The first “tells” the reader that the speaker is nervous, and stammering, but not much more. The second shows the stammer in dialogue, and reveals just how nervous (and yet brave, and perhaps short of stature) she is.

Food for thought. 🙂

Lisa Turner
5 years ago

Thank you! It’s so easy to get caught up trying to show (and for me, it can be really hard!), that I’ve often felt it’s not quite right. I think you’ve pointed out why some of my scenes aren’t sitting well with me – there’s so much showing going on that my readers would be dribbling as they fall asleep.

Lisa Turner
5 years ago

Thanks so much Angela, you are very generous with your knowledge. By the way, I recently bought The Emotion Thesaurus and loving it.

Julie Musil
5 years ago

Good reminders!

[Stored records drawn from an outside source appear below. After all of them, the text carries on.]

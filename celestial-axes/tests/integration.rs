use std::sync::{Mutex, MutexGuard, PoisonError};

use approx::assert_abs_diff_eq;
use celestial_axes::{
    coord_type_from_ctype, frame_identifier_count, get_coord_meta, get_coordinate_frame,
    register_frame_identifier, reset_frame_identifiers, select_step_degree, select_step_hour,
    AngleUnit, AxesError, CoordType, Frame, KeywordMap, KeywordProvider, Quantity,
};

// Tests below share the process-wide identifier list.
static GLOBAL_REGISTRY: Mutex<()> = Mutex::new(());

fn lock_registry() -> MutexGuard<'static, ()> {
    let guard = GLOBAL_REGISTRY
        .lock()
        .unwrap_or_else(PoisonError::into_inner);
    reset_frame_identifiers();
    guard
}

fn ecliptic_identifier(wcs: &dyn KeywordProvider) -> Option<Frame> {
    let ctype1 = wcs.get_string("CTYPE1")?;
    let ctype2 = wcs.get_string("CTYPE2")?;
    (ctype1.starts_with("ELON") && ctype2.starts_with("ELAT")).then_some(Frame::Ecliptic)
}

// --- Process-wide registry ---

#[test]
fn builtin_frames_need_no_identifiers() {
    let _guard = lock_registry();

    let equatorial = KeywordMap::celestial("RA---TAN", "DEC--TAN");
    assert_eq!(get_coordinate_frame(&equatorial).unwrap(), Frame::Fk5);

    let galactic = KeywordMap::celestial("GLON-CAR", "GLAT-CAR");
    assert_eq!(get_coordinate_frame(&galactic).unwrap(), Frame::Galactic);
}

#[test]
fn unsupported_frame_without_identifiers() {
    let _guard = lock_registry();

    let wcs = KeywordMap::celestial("ELON-CAR", "ELAT-CAR");
    let err = get_coordinate_frame(&wcs).unwrap_err();
    assert!(matches!(err, AxesError::FrameNotSupported { .. }));
    assert_eq!(err.to_string(), "Frame not supported: ELON-CAR/ELAT-CAR");
}

#[test]
fn registered_identifier_resolves_frame() {
    let _guard = lock_registry();

    register_frame_identifier(ecliptic_identifier);
    assert_eq!(frame_identifier_count(), 1);

    let wcs = KeywordMap::celestial("ELON-CAR", "ELAT-CAR");
    assert_eq!(get_coordinate_frame(&wcs).unwrap(), Frame::Ecliptic);

    reset_frame_identifiers();
    assert_eq!(frame_identifier_count(), 0);
    assert!(get_coordinate_frame(&wcs).is_err());
}

#[test]
fn identifiers_checked_in_registration_order() {
    let _guard = lock_registry();

    register_frame_identifier(|_: &dyn KeywordProvider| None);
    register_frame_identifier(|_: &dyn KeywordProvider| Some(Frame::Supergalactic));
    register_frame_identifier(|_: &dyn KeywordProvider| Some(Frame::Icrs));
    assert_eq!(frame_identifier_count(), 3);

    let wcs = KeywordMap::celestial("SLON-AIT", "SLAT-AIT");
    assert_eq!(get_coordinate_frame(&wcs).unwrap(), Frame::Supergalactic);

    reset_frame_identifiers();
}

#[test]
fn identifier_may_register_another_identifier() {
    let _guard = lock_registry();

    register_frame_identifier(|_: &dyn KeywordProvider| {
        register_frame_identifier(|_: &dyn KeywordProvider| None);
        Some(Frame::Ecliptic)
    });

    let wcs = KeywordMap::celestial("ELON-CAR", "ELAT-CAR");
    assert_eq!(get_coordinate_frame(&wcs).unwrap(), Frame::Ecliptic);
    assert_eq!(frame_identifier_count(), 2);

    reset_frame_identifiers();
}

// --- Axis setup end to end ---

#[test]
fn equatorial_axis_setup() {
    let _guard = lock_registry();

    let wcs = KeywordMap::celestial("RA---SIN", "DEC--SIN");
    let frame = get_coordinate_frame(&wcs).unwrap();
    let meta = get_coord_meta(frame).unwrap();
    assert_eq!(meta.name, ("ra".to_string(), "dec".to_string()));

    let (lon_type, lon_wrap) = coord_type_from_ctype(&wcs.ctype(1).unwrap());
    let (lat_type, _) = coord_type_from_ctype(&wcs.ctype(2).unwrap());
    assert_eq!((lon_type, lon_wrap), (CoordType::Longitude, None));
    assert_eq!(lat_type, CoordType::Latitude);

    // 40 arcmin of right ascension and 12 arcsec of declination
    let ra_step = select_step_hour(Quantity::arcminutes(40.0)).unwrap();
    assert_eq!(ra_step.unit(), AngleUnit::HourMinute);
    assert_abs_diff_eq!(ra_step.value(), 3.0, epsilon = 1e-12);

    let dec_step = select_step_degree(Quantity::arcseconds(12.0)).unwrap();
    assert_eq!(dec_step.unit(), AngleUnit::Arcsecond);
    assert_abs_diff_eq!(dec_step.value(), 15.0, epsilon = 1e-12);
}

#[test]
fn galactic_axis_setup() {
    let _guard = lock_registry();

    let wcs = KeywordMap::celestial("GLON-CAR", "GLAT-CAR");
    let meta = get_coord_meta(get_coordinate_frame(&wcs).unwrap()).unwrap();
    assert_eq!(meta.name, ("l".to_string(), "b".to_string()));
    assert_eq!(meta.unit, (AngleUnit::Degree, AngleUnit::Degree));

    let step = select_step_degree(Quantity::degrees(25.0)).unwrap();
    assert_eq!(step, Quantity::degrees(30.0));
}

#[test]
fn step_stays_within_factor_of_two_of_span() {
    let mut span = 2.0;
    while span < 500.0 * 3600.0 {
        let step = select_step_degree(Quantity::arcseconds(span)).unwrap();
        let ratio = step.value_in(AngleUnit::Arcsecond) / span;
        assert!(ratio > 0.5 && ratio < 2.0, "{} arcsec -> {}", span, step);
        span *= 1.21;
    }
}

It is definitely sometimes tough to know when to slow it down and when to tell instead of show. Thanks.

Manju Howard (@ManjuBeth)

Thank you for showing when it’s okay to tell. 🙂

Peaches Ledwidge
5 years ago

When to show and when to tell – we need know how to do both.

Wonderful post.

5 years ago

Funny, but I was just having this same conversation with an author I beta read for recently. Finding that delicate balance can be so difficult but so important. Thanks for putting together this informative piece. You ladies are amazing. Thanks for all you do.

:Donna Marie
5 years ago

Nothing else is coming to mind. Seems like you covered it! 😀 Thank you!

Traci Kenworth
5 years ago

Great info, details should add not bore!!

Carleen M. Tjader
Carleen M. Tjader
5 years ago

Thanks much for more info on this tricky balance!

Kai Strand
5 years ago

Pacing is everything. Even a quiet story can’t drag or it will lose the reader’s interest. I’ve read action/adventures that didn’t give the reader time to breathe and like you said, the experience was overwhelming. Great advice. Thanks!

Maureen C. Berry
5 years ago

This really speaks to me:

“Only that word economy is important, and doing more with less is key. We maintain the intensity by choosing what is important enough to show, and what can be told.”